伊知地国夫氏インタビュー 企画写真展 伊知地国夫「写真で楽しむ 科学のふしぎ」

伊知地国夫

光のアート CDの干渉色模様 (ロウソクの光がCDの表面で虹色の模様を作る写真)撮影:伊知地国夫 光のアート CDの干渉色模様 (ロウソクの光がCDの表面で虹色の模様を作る写真)
撮影:伊知地国夫

2013年8月16日(金)~8月29日(木)まで開催される富士フイルムフォトサロン 企画写真展 伊知地国夫「写真で楽しむ 科学のふしぎ」について、伊知地国夫氏にインタビューいたしました。

――まずは今回の「科学写真」の見どころについてお聞かせ下さい。

伊知地 身の回りにあってふだんはあまり気にかけないものでも、拡大したり、瞬間的な光で撮影したり、偏光板を使ったりと、撮影に少し工夫を加えると、素材に隠されているつくりや自然のしくみが見えてきます。いつも見慣れているものの中にある「ふしぎ」を見ていただければと思います。

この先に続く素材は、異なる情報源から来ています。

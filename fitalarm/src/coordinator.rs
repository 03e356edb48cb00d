//! Bridge between the alarm state machine and the peer link.
//!
//! Outbound, the coordinator forwards commands produced by local transitions
//! and records how each send went. Inbound, it turns peer commands into
//! threshold updates and alarm events. It never retries, never queues and
//! never waits for the peer.

use tokio::sync::mpsc;

use crate::alarm::{AlarmEvent, StopReason, TriggerCause};
use crate::protocol::{Action, Command};
use crate::tracing::prelude::*;
use crate::transport::{ActivationState, MessageChannel, SendOutcome, Session, TransportEvent};

/// What an inbound command asks of the local machine.
#[derive(Debug, Clone, PartialEq, Default)]
pub struct Inbound {
    /// Apply before `event`.
    pub threshold: Option<u32>,
    pub event: Option<AlarmEvent>,
}

impl Inbound {
    pub fn is_empty(&self) -> bool {
        self.threshold.is_none() && self.event.is_none()
    }
}

pub struct PeerCoordinator {
    channel: Box<dyn MessageChannel>,
    last_outcome: Option<SendOutcome>,
}

impl PeerCoordinator {
    pub fn new(channel: Box<dyn MessageChannel>) -> Self {
        Self {
            channel,
            last_outcome: None,
        }
    }

    pub fn take_event_receiver(&mut self) -> Option<mpsc::Receiver<TransportEvent>> {
        self.channel.take_event_receiver()
    }

    pub fn session(&self) -> Session {
        self.channel.session()
    }

    /// Outcome of the most recent send, if any.
    pub fn last_outcome(&self) -> Option<&SendOutcome> {
        self.last_outcome.as_ref()
    }

    /// Send once and record the outcome. Failures are logged, not retried.
    pub fn publish(&mut self, command: Command) -> SendOutcome {
        let outcome = self.channel.send(&command);
        match &outcome {
            SendOutcome::Delivered => {
                debug!(action = %command.action, "Command sent to peer");
            }
            SendOutcome::Unreachable => {
                warn!(action = %command.action, "Peer unreachable, command not sent");
            }
            SendOutcome::Failed(reason) => {
                warn!(action = %command.action, reason, "Failed to send command to peer");
            }
        }
        self.last_outcome = Some(outcome.clone());
        outcome
    }

    pub fn on_activation_complete(&mut self, state: ActivationState) {
        match state {
            ActivationState::Activated => info!("Peer session activated"),
            ActivationState::Failed => warn!("Peer session activation failed"),
            other => debug!(state = %other, "Peer session activation state"),
        }
    }

    pub fn on_reachability_changed(&mut self, reachable: bool) {
        info!(reachable, "Peer reachability changed");
    }

    /// Translate a peer command.
    ///
    /// A ping is answered with an ack straight away. The threshold field is
    /// honored on any command that carries it, without arming.
    pub fn on_message_received(&mut self, command: Command) -> Inbound {
        let threshold = command.bpm_threshold();
        let event = match command.action {
            Action::Ping => {
                self.publish(Command::ack());
                None
            }
            Action::AlarmFired => Some(AlarmEvent::Trigger(TriggerCause::Remote)),
            Action::StopAlarm => Some(AlarmEvent::Stop(StopReason::Remote)),
            Action::Ack => None,
        };

        debug!(action = %command.action, ?threshold, ?event, "Peer command received");
        Inbound { threshold, event }
    }

    /// Dispatch a transport event. Only messages produce work for the
    /// state machine.
    pub fn handle_transport_event(&mut self, event: TransportEvent) -> Option<Inbound> {
        match event {
            TransportEvent::ActivationComplete(state) => {
                self.on_activation_complete(state);
                None
            }
            TransportEvent::ReachabilityChanged(reachable) => {
                self.on_reachability_changed(reachable);
                None
            }
            TransportEvent::MessageReceived(command) => {
                Some(self.on_message_received(command)).filter(|inbound| !inbound.is_empty())
            }
        }
    }
}
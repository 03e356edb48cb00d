use super::config::AlarmConfig;
use super::state::{AlarmEvent, AlarmState, TransitionOrigin, TriggerCause};
use crate::feedback::FeedbackDevice;
use crate::protocol::Command;
use crate::tracing::prelude::*;

/// The parts of the machine the detector needs to see.
#[derive(Debug, Clone, Copy, PartialEq, Eq)]
pub struct AlarmSnapshot {
    pub state: AlarmState,
    pub cause: Option<TriggerCause>,
}

#[derive(Debug, Clone, PartialEq)]
pub struct Transition {
    pub from: AlarmState,
    pub to: AlarmState,
    pub origin: TransitionOrigin,

    /// Command for the peer. Only local triggers and local stops produce
    /// one; transitions caused by the peer are never echoed back.
    pub outbound: Option<Command>,

    /// Event the caller must feed back in before handling anything else.
    pub follow_up: Option<AlarmEvent>,
}

#[derive(Debug, Clone, PartialEq)]
pub enum Outcome {
    /// The event does not apply in the current state.
    Ignored,

    /// `Arm` while already armed: new configuration, same state.
    Reconfigured,

    Transitioned(Transition),
}

/// Owner of the endpoint's alarm state.
///
/// Events are handled one at a time; the endpoint's event loop is the only
/// caller, which is what makes each transition atomic with respect to
/// samples, ticks and inbound messages.
pub struct AlarmStateMachine {
    state: AlarmState,
    cause: Option<TriggerCause>,
    config: Option<AlarmConfig>,
    feedback: Box<dyn FeedbackDevice>,
}

impl AlarmStateMachine {
    pub fn new(feedback: Box<dyn FeedbackDevice>) -> Self {
        Self {
            state: AlarmState::Idle,
            cause: None,
            config: None,
            feedback,
        }
    }

    pub fn state(&self) -> AlarmState {
        self.state
    }

    pub fn cause(&self) -> Option<TriggerCause> {
        self.cause
    }

    pub fn config(&self) -> Option<&AlarmConfig> {
        self.config.as_ref()
    }

    pub fn snapshot(&self) -> AlarmSnapshot {
        AlarmSnapshot {
            state: self.state,
            cause: self.cause,
        }
    }

    /// Replace the threshold, keeping any scheduled time.
    ///
    /// Applies to the next evaluation without changing state. With no
    /// configuration yet, stores one so a later arm can reuse it.
    pub fn set_threshold(&mut self, bpm_threshold: u32) {
        match &mut self.config {
            Some(config) => config.bpm_threshold = bpm_threshold,
            None => self.config = Some(AlarmConfig::new(bpm_threshold)),
        }
        info!(bpm_threshold, state = %self.state, "Alarm threshold updated");
    }

    pub async fn handle(&mut self, event: AlarmEvent) -> Outcome {
        let origin = event.origin();

        let Some(next) = self.state.next(&event) else {
            if let (AlarmState::Armed, AlarmEvent::Arm(config)) = (self.state, &event) {
                info!(
                    bpm_threshold = config.bpm_threshold,
                    scheduled = ?config.scheduled_time,
                    "Alarm re-armed with new configuration"
                );
                self.config = Some(config.clone());
                return Outcome::Reconfigured;
            }

            debug!(state = %self.state, event = ?event, "Event ignored in current state");
            return Outcome::Ignored;
        };

        let from = self.state;
        let mut outbound = None;
        let mut follow_up = None;

        match event {
            AlarmEvent::Arm(config) => {
                self.config = Some(config);
                self.cause = None;
            }

            AlarmEvent::Trigger(cause) => {
                self.cause = Some(cause);
                if let Err(e) = self.feedback.start_continuous_feedback().await {
                    warn!(error = %e, "Failed to start alarm feedback");
                }
                if origin == TransitionOrigin::Local {
                    outbound = Some(Command::alarm_fired());
                }
            }

            AlarmEvent::Stop(reason) => {
                self.stop_feedback().await;
                if origin == TransitionOrigin::Local {
                    outbound = Some(Command::stop_alarm());
                }
                follow_up = Some(AlarmEvent::FeedbackStopped);
                debug!(reason = %reason, "Stopping alarm");
            }

            AlarmEvent::FeedbackStopped => {
                self.cause = None;
            }

            AlarmEvent::Disarm => {
                if from == AlarmState::Triggered {
                    self.stop_feedback().await;
                }
                self.cause = None;
            }
        }

        self.state = next;

        info!(
            from = %from,
            to = %next,
            origin = %origin,
            cause = ?self.cause,
            "Alarm state changed"
        );

        Outcome::Transitioned(Transition {
            from,
            to: next,
            origin,
            outbound,
            follow_up,
        })
    }

    async fn stop_feedback(&mut self) {
        if let Err(e) = self.feedback.stop_feedback().await {
            warn!(error = %e, "Failed to stop alarm feedback");
        }
    }
}

impl std::fmt::Debug for AlarmStateMachine {
    fn fmt(&self, f: &mut std::fmt::Formatter<'_>) -> std::fmt::Result {
        f.debug_struct("AlarmStateMachine")
            .field("state", &self.state)
            .field("cause", &self.cause)
            .field("config", &self.config)
            .finish_non_exhaustive()
    }
}
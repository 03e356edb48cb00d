//! Sample liveness tracking.
//!
//! The sensor source may never deliver anything (not authorized, not
//! worn, no hardware), or may stop mid-session. Neither is an error: the
//! endpoint simply cannot use the sensor trigger until samples flow again.
//!
//! ```text
//!              sample()                     check(), silent >= timeout
//!  Unavailable ────────► Available ─────────────────────────────────► Unavailable
//!       ▲                    │ ▲                                          │
//!       │                    └─┘ sample() refreshes                       │
//!       └─────────────────────────────────────────────────────────────────┘
//! ```
//!
//! Both methods return a [`WatchdogEdge`] so callers act exactly once on
//! each change.

use std::time::Duration;

use serde::Serialize;
use tokio::time::Instant;

#[derive(Debug, Clone, Copy, PartialEq, Eq, Serialize, strum::Display)]
pub enum SensorStatus {
    Available,
    Unavailable,
}

/// Result of feeding the watchdog, describing any change just observed.
#[derive(Debug, Clone, Copy, PartialEq, Eq)]
pub enum WatchdogEdge {
    /// Nothing changed.
    Steady,

    /// Samples started arriving (or resumed after a gap).
    BecameAvailable,

    /// No sample for at least the timeout. Returned once per gap.
    BecameUnavailable,
}

#[derive(Debug)]
pub struct SensorWatchdog {
    timeout: Duration,
    last_sample: Option<Instant>,
    status: SensorStatus,
}

impl SensorWatchdog {
    pub fn new(timeout: Duration) -> Self {
        Self {
            timeout,
            last_sample: None,
            status: SensorStatus::Unavailable,
        }
    }

    pub fn status(&self) -> SensorStatus {
        self.status
    }

    /// Record that a sample arrived at `at`.
    pub fn sample(&mut self, at: Instant) -> WatchdogEdge {
        self.last_sample = Some(at);
        match self.status {
            SensorStatus::Available => WatchdogEdge::Steady,
            SensorStatus::Unavailable => {
                self.status = SensorStatus::Available;
                WatchdogEdge::BecameAvailable
            }
        }
    }

    /// Periodic check; reports the sensor gone quiet once the timeout passes.
    pub fn check(&mut self, now: Instant) -> WatchdogEdge {
        match (self.status, self.last_sample) {
            (SensorStatus::Available, Some(last))
                if now.saturating_duration_since(last) >= self.timeout =>
            {
                self.status = SensorStatus::Unavailable;
                WatchdogEdge::BecameUnavailable
            }
            _ => WatchdogEdge::Steady,
        }
    }
}

#[cfg(test)]
mod tests {
    use tokio::time;

    use super::*;

    // start_paused keeps Instant::now() deterministic; time::advance()
    // drives the clock.

    #[tokio::test(start_paused = true)]
    async fn starts_unavailable_and_stays_quiet_without_samples() {
        let mut watchdog = SensorWatchdog::new(Duration::from_secs(30));
        assert_eq!(watchdog.status(), SensorStatus::Unavailable);

        time::advance(Duration::from_secs(120)).await;
        assert_eq!(watchdog.check(Instant::now()), WatchdogEdge::Steady);
    }

    #[tokio::test(start_paused = true)]
    async fn first_sample_makes_available_once() {
        let mut watchdog = SensorWatchdog::new(Duration::from_secs(30));

        assert_eq!(
            watchdog.sample(Instant::now()),
            WatchdogEdge::BecameAvailable
        );
        assert_eq!(watchdog.sample(Instant::now()), WatchdogEdge::Steady);
        assert_eq!(watchdog.status(), SensorStatus::Available);
    }

    #[tokio::test(start_paused = true)]
    async fn goes_unavailable_after_timeout() {
        let mut watchdog = SensorWatchdog::new(Duration::from_secs(30));
        watchdog.sample(Instant::now());

        time::advance(Duration::from_secs(29)).await;
        assert_eq!(watchdog.check(Instant::now()), WatchdogEdge::Steady);

        time::advance(Duration::from_secs(1)).await;
        assert_eq!(
            watchdog.check(Instant::now()),
            WatchdogEdge::BecameUnavailable
        );
        assert_eq!(watchdog.check(Instant::now()), WatchdogEdge::Steady);
        assert_eq!(watchdog.status(), SensorStatus::Unavailable);
    }

    #[tokio::test(start_paused = true)]
    async fn samples_keep_it_alive() {
        let mut watchdog = SensorWatchdog::new(Duration::from_secs(30));
        watchdog.sample(Instant::now());

        for _ in 0..5 {
            time::advance(Duration::from_secs(20)).await;
            watchdog.sample(Instant::now());
            assert_eq!(watchdog.check(Instant::now()), WatchdogEdge::Steady);
        }
    }

    #[tokio::test(start_paused = true)]
    async fn recovers_after_gap() {
        let mut watchdog = SensorWatchdog::new(Duration::from_secs(30));
        watchdog.sample(Instant::now());
        time::advance(Duration::from_secs(31)).await;
        watchdog.check(Instant::now());

        assert_eq!(
            watchdog.sample(Instant::now()),
            WatchdogEdge::BecameAvailable
        );
    }
}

――このような写真を撮る際に、苦労される点はどんなところですか?

伊知地 写真のテーマを見つけるまでが一番時間がかかり、苦労するところです。偶然見つかることもいろいろとあります。たとえばCDの同心円状の虹色の写真ですが、ペンライトでCDの中心を偶然照らした時にこの形が一瞬見えました。そこで、光源の種類や置き方をいろいろ工夫して、虹色の様子がよくわかるように撮影したものです。新しいテーマを見つけた瞬間は、とてもうれしいものです。

―― 伊知地さんは、これらの「科学写真」のどこに魅力を感じて撮り続けられているのですか?

伊知地 今回シャボン玉の膜を顕微鏡で写した写真を展示していますが、拡大してみるまでは宇宙を感じるようなふしぎな模様がその中にあるとは思いませんでした。そのような見たことのない形・色や現象を身近なものの中に見つけたときの驚きと撮影する面白さ、そしてどうしてそのような現象が生じるのかを科学的に考える楽しさが撮影を続けている原動力です。

―― 撮影の機材はかなり専門的でおおがかりになるのでしょうか?一般の人には撮影が難しいでしょうか?

伊知地 おおがかりなものはほとんどありません。展示作品は一眼レフカメラで撮影していますが、家でコンパクトカメラを使って撮影できるものもいろいろとあります。ぜひ挑戦してほしいと思います。

―― 写真展を見に来てくださる方に一言

伊知地 今回展示している写真の素材は、どこにでもあるCDや牛乳、蚊取り線香といった身近なものばかりです。是非この機会に、身の回りを見回して、おもしろい素材を見つけてください。先入観をもたずにいろいろなものを写してみると、まだ見たこともない不思議な形や色、現象がきっと見つかると思います。